The grounds for sanctions are vague and it is therefore not clear what the persons concerned have to defend themselves against - unlike in criminal law, where the act and the section violated are precisely specified.
The Union officials have now discovered what it means to be on the weaker side of equally vaguely and unintelligibly worded 'offences', and can breathe a sigh of relief that they are 'only' barred from entering the US and have not had all their property seized.
America, as the stronger global player, is enforcing its 'correct views' on Europe with the same coercion that the EU has applied to its own citizens. It is not right, but the dispassionate observer undoubtedly sees a degree of 'poetic justice' in it.
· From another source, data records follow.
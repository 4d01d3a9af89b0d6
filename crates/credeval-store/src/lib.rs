//! SQLite history of evaluation runs. Each run keeps its headline counts in
//! columns and the full result document as JSON.

use anyhow::Result;
use chrono::{DateTime, Utc};
use rusqlite::{params, Connection, OpenFlags, OptionalExtension};
use serde::{Deserialize, Serialize};
use std::path::Path;
use std::sync::{Arc, Mutex};

use credeval_types::EvaluationResult;

#[derive(Debug)]
pub struct Store {
    conn: Arc<Mutex<Connection>>,
}

#[derive(Debug, Clone, Serialize, Deserialize)]
pub struct RunEntity {
    pub id: i64,
    pub created_at: DateTime<Utc>,
    pub threshold: u8,
    pub scored_count: usize,
    pub failure_count: usize,
}

impl Store {
    /// Open a store at the given path (e.g., "credeval.db")
    pub fn open<P: AsRef<Path>>(path: P) -> Result<Self> {
        let conn = Connection::open_with_flags(
            path,
            OpenFlags::SQLITE_OPEN_READ_WRITE
                | OpenFlags::SQLITE_OPEN_CREATE
                | OpenFlags::SQLITE_OPEN_URI,
        )?;
        Self::with_connection(conn)
    }

    pub fn open_in_memory() -> Result<Self> {
        Self::with_connection(Connection::open_in_memory()?)
    }

    fn with_connection(conn: Connection) -> Result<Self> {
        let store = Self {
            conn: Arc::new(Mutex::new(conn)),
        };
        store.init_schema()?;
        Ok(store)
    }

    fn init_schema(&self) -> Result<()> {
        let conn = self.conn.lock().unwrap();

        conn.execute(
            "CREATE TABLE IF NOT EXISTS runs (
                id INTEGER PRIMARY KEY,
                created_at TEXT NOT NULL,
                threshold INTEGER NOT NULL,
                scored_count INTEGER NOT NULL,
                failure_count INTEGER NOT NULL,
                result TEXT NOT NULL
            )",
            [],
        )?;

        Ok(())
    }

    /// Persist a run and return its id.
    pub fn record_run(&self, result: &EvaluationResult) -> Result<i64> {
        let conn = self.conn.lock().unwrap();
        let json = serde_json::to_string(result)?;
        conn.execute(
            "INSERT INTO runs (created_at, threshold, scored_count, failure_count, result)
             VALUES (?1, ?2, ?3, ?4, ?5)",
            params![
                Utc::now().to_rfc3339(),
                result.threshold_used,
                result.scored_count as i64,
                result.failure_count as i64,
                json
            ],
        )?;
        Ok(conn.last_insert_rowid())
    }

    /// Newest first.
    pub fn list_runs(&self) -> Result<Vec<RunEntity>> {
        let conn = self.conn.lock().unwrap();
        let mut stmt = conn.prepare(
            "SELECT id, created_at, threshold, scored_count, failure_count
             FROM runs ORDER BY id DESC",
        )?;
        let rows = stmt.query_map([], |row| {
            Ok((
                row.get::<_, i64>(0)?,
                row.get::<_, String>(1)?,
                row.get::<_, i64>(2)?,
                row.get::<_, i64>(3)?,
                row.get::<_, i64>(4)?,
            ))
        })?;

        let mut runs = Vec::new();
        for row in rows {
            let (id, created_at, threshold, scored_count, failure_count) = row?;
            let created_at = DateTime::parse_from_rfc3339(&created_at)?.with_timezone(&Utc);
            runs.push(RunEntity {
                id,
                created_at,
                threshold: threshold as u8,
                scored_count: scored_count as usize,
                failure_count: failure_count as usize,
            });
        }
        Ok(runs)
    }

    /// Load the full result document for one run.
    pub fn get_result(&self, id: i64) -> Result<Option<EvaluationResult>> {
        let conn = self.conn.lock().unwrap();
        let json: Option<String> = conn
            .query_row("SELECT result FROM runs WHERE id = ?1", params![id], |row| row.get(0))
            .optional()?;
        match json {
            Some(json) => Ok(Some(serde_json::from_str(&json)?)),
            None => Ok(None),
        }
    }
}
Activists as parallel state authorities
From the point of view of the censorship activities of NGOs, which hold themselves out as the only proper arbiters of "truth", it is right that their actions should be stopped. It is absolutely unacceptable to create lists of enemies along the lines of communist regimes, to be destroyed on the basis of feelings and impressions alone. Diversity in Europe, as they see it, means the existence of a single correct opinion.
The activists in question have neither the training nor the competence for these activities, and are extremely politically or ideologically biased - a fact that appears almost without exception in every modern analogy of unelected judges of opinion. The non-governmental sector thus functions as a hidden arm of the autocratic machine, which, under the guise of 'setting society right' and without any accountability, liquidates inconvenient opinions.
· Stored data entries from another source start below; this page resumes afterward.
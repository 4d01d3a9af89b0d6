use std::future::Future;
use std::sync::Arc;

use async_trait::async_trait;
use futures::future::BoxFuture;

use credeval_types::{CriterionValue, EvaluationItem};

use crate::error::ScoringError;

/// What the external scorer hands back for one source: the aggregate 0-20
/// manipulation-risk score plus the per-criterion signals behind it.
#[derive(Debug, Clone)]
pub struct ScoreOutcome {
    pub aggregate_score: u8,
    pub criteria: Vec<CriterionValue>,
}

/// Capability that scores one source. Implementations must be callable
/// concurrently; retries, rate limiting, and timeouts are theirs to own,
/// surfacing only as a `ScoringError` here.
#[async_trait]
pub trait Scorer: Send + Sync {
    fn name(&self) -> &'static str;
    async fn score(&self, item: &EvaluationItem) -> Result<ScoreOutcome, ScoringError>;
}

/// Wrap an async closure as a `Scorer`.
pub fn from_async_fn<F, Fut>(name: &'static str, f: F) -> Arc<dyn Scorer>
where
    F: Send + Sync + 'static + Fn(&EvaluationItem) -> Fut,
    Fut: Future<Output = Result<ScoreOutcome, ScoringError>> + Send + 'static,
{
    struct ClosureScorer {
        name: &'static str,
        f: Box<
            dyn Fn(&EvaluationItem) -> BoxFuture<'static, Result<ScoreOutcome, ScoringError>>
                + Send
                + Sync,
        >,
    }

    #[async_trait]
    impl Scorer for ClosureScorer {
        fn name(&self) -> &'static str {
            self.name
        }

        async fn score(&self, item: &EvaluationItem) -> Result<ScoreOutcome, ScoringError> {
            (self.f)(item).await
        }
    }

    Arc::new(ClosureScorer {
        name,
        f: Box::new(move |item| Box::pin(f(item))),
    })
}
No one will be surprised when it subsequently comes to light that they have been paid by various states or their organs for their propaganda. At EU level, one can point to the scandal of the promotion of the green agenda through NGOs that were paid by the European Commission to liquidate opponents of this ideology. The Italian activist and MEP Ilaria Salis even earned immunity after her hammer attacks on people she claimed were fascists.
With these examples, it is hardly surprising that the US State Department identifies 'radical activists and NGOs' against whom it deems it necessary to take action in defence of its intentions.
The goal in this case is traditionally noble in theory, but the path is wrong. The modern-day censors should be dealt with by the citizens of the Union themselves, not by a foreign power. The question remains whether they have the space and the courage to do so at all.